Sein ganzes Leben lang hat der russisch-französische Künstler Marc Chagall die eigene Biografie als Motiv- und Themen-Reservoir für seine Kunst genutzt. Er hat sich an seine Jugend im heute weißrussischen Witebsk erinnert und dem internationalen Publikum damit eine ebenso fantastische wie poetische Vision des osteuropäischen Schtetl vor Augen geführt. Wie stark persönliche Erlebnisse Chagalls Bildwelt beeinflusst haben, lässt sich anhand seiner 1931 erstmals erschienenen Autobiografie bis ins Detail nachverfolgen. Und genau das ist das Thema der Ausstellung: "Marc Chagall. Lebenslinien", die das Bucerius Kunst Forum vom 8. Oktober an zeigt.

"Wir wollen Chagall mit Chagall erklären", sagt Dr. Ortrud Westheider, Leiterin des Bucerius Kunst Forums, zum Konzept der Ausstellung, in der die Chagall-Sammlung des Jerusalemer Israel-Museums erstmals in Deutschland gezeigt wird. Der größte Teil des Bestandes kam als Schenkung von Ida Chagall, der 1994 gestorbenen Tochter des Künstlers, nach Jerusalem.

Ausgangspunkt der Hamburger Ausstellung ist die Liebe des Malers zu Bella Rosenfeld. Chagall lernte sie 1909 kennen und heiratete sie 1915. Die innige Beziehung zu Bella hat Chagall mit der Darstellung zahlreicher Liebespaare zum Ausdruck gebracht. Für Bellas Bücher "Brennende Lichter" und "Erste Begegnung" schuf er auch zahlreiche Zeichnungen. Die künstlerische Zusammenarbeit des Paares wird zum ersten Mal in einer Ausstellung thematisiert. Darüber hinaus sind zahlreiche Selbstbildnisse sowie Szenen mit familiärem Hintergrund zu sehen. Oft ergeben sich aus den biografischen Zeugnissen Erklärungen für Chagalls eigentümliche Motive. So hat der "Fiedler auf dem Dach" ein reales Vorbild: Chagall berichtet, dass sein Großvater eines Tages bei einer Familienfeier vermisst wurde, bis man ihn endlich auf dem Dach entdeckte, wo er einfach das Wetter genoss.

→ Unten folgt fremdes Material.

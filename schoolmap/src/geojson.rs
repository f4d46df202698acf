//! GeoJSON export of ranked schools.
//!
//! Enable the `geojson` feature to use this module.
//!
//! # Example
//!
//! ```ignore
//! use schoolmap::{rank, geojson::ranked_to_feature_collection};
//!
//! let ranked = rank(51.5, -0.12, schools);
//! let collection = ranked_to_feature_collection(&ranked);
//! println!("{}", collection);
//! ```

use geojson::{feature::Id, Feature, FeatureCollection, Geometry, JsonObject, JsonValue, Value};

use crate::school::{RankedSchool, School};

/// Convert a school into a Point feature.
///
/// The geometry uses GeoJSON order `[longitude, latitude]`. The feature id
/// is the school id, and `name` and `address` are carried as properties.
pub fn school_to_feature(school: &School) -> Feature {
    let mut properties = JsonObject::new();
    properties.insert("id".to_string(), JsonValue::from(school.id));
    properties.insert("name".to_string(), JsonValue::from(school.name.clone()));
    properties.insert(
        "address".to_string(),
        JsonValue::from(school.address.clone()),
    );

    Feature {
        bbox: None,
        geometry: Some(Geometry::new(Value::Point(vec![
            school.longitude,
            school.latitude,
        ]))),
        id: Some(Id::Number(school.id.into())),
        properties: Some(properties),
        foreign_members: None,
    }
}

/// Convert ranked schools into a FeatureCollection, preserving order.
///
/// Each feature additionally carries a `distance` property in kilometers.
pub fn ranked_to_feature_collection(ranked: &[RankedSchool]) -> FeatureCollection {
    let features = ranked
        .iter()
        .map(|r| {
            let mut feature = school_to_feature(&r.school);
            feature.set_property("distance", r.distance_km);
            feature
        })
        .collect();

    FeatureCollection {
        bbox: None,
        features,
        foreign_members: None,
    }
}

Die Ausstellung versammelt außerdem Arbeiten, in denen sich Chagall mit seiner Rolle als Künstler auseinandersetzt. Ab 1910 lernte er in Paris die Werke der Kubisten, Surrealisten und Fauvisten kennen. Seine erste Einzelausstellung hatte er im Frühjahr 1914 in der Galerie des Berliner Kunsthändlers Herwarth Walden. Schon in dieser frühen Phase bezog sich Chagall thematisch auf seine Herkunft aus dem Schtetl, aber auch auf Riten und Symbole des Judentums.

Die Bedeutung der Religion ist ein weiterer Schwerpunkt der Schau, in der zahlreiche Gemälde, Zeichnungen und Grafiken zu sehen sind, die biblische Texte illustrieren. Das war keineswegs selbstverständlich. Chagall berichtet davon, dass er als bildender Künstler in Witebsk und sogar in seiner Familie auf große Vorbehalte gestoßen ist.

Schließlich gehörte das Bilderverbot des 2. Gebotes zu den Grundfesten des Judentums. Chagall setzte sich darüber hinweg. Wie eindrucksvoll er schon vor dem Ersten Weltkrieg jüdische Tradition mit dem damals zeitgemäßen kubistischen Stil zu verbinden vermochte, zeigt zum Beispiel sein 1912/13 in Paris entstandenes "Selbstbildnis mit sieben Fingern". Es stellt ihn vor der Staffelei dar, wie er an seinem bereits 1911 entstandenen Gemälde "Russland, den Eseln und Anderen" arbeitet. Dass seine linke Hand sieben Finger hat, bezieht sich auf das jüdische Sprichwort, nachdem jemand gute Arbeitet leistet, der etwas "mit sieben Fingern" tut. "Mit seinem malerischen Werk beschwor er die Bildträchtigkeit der jüdischen Kultur. Er machte die chassidischen Traditionen und Gebräuche, mit denen er aufgewachsen war, bildwürdig und nahm damit eine kulturgeschichtlich bedeutsame Umwertung vor", sagt Dr. Westheider.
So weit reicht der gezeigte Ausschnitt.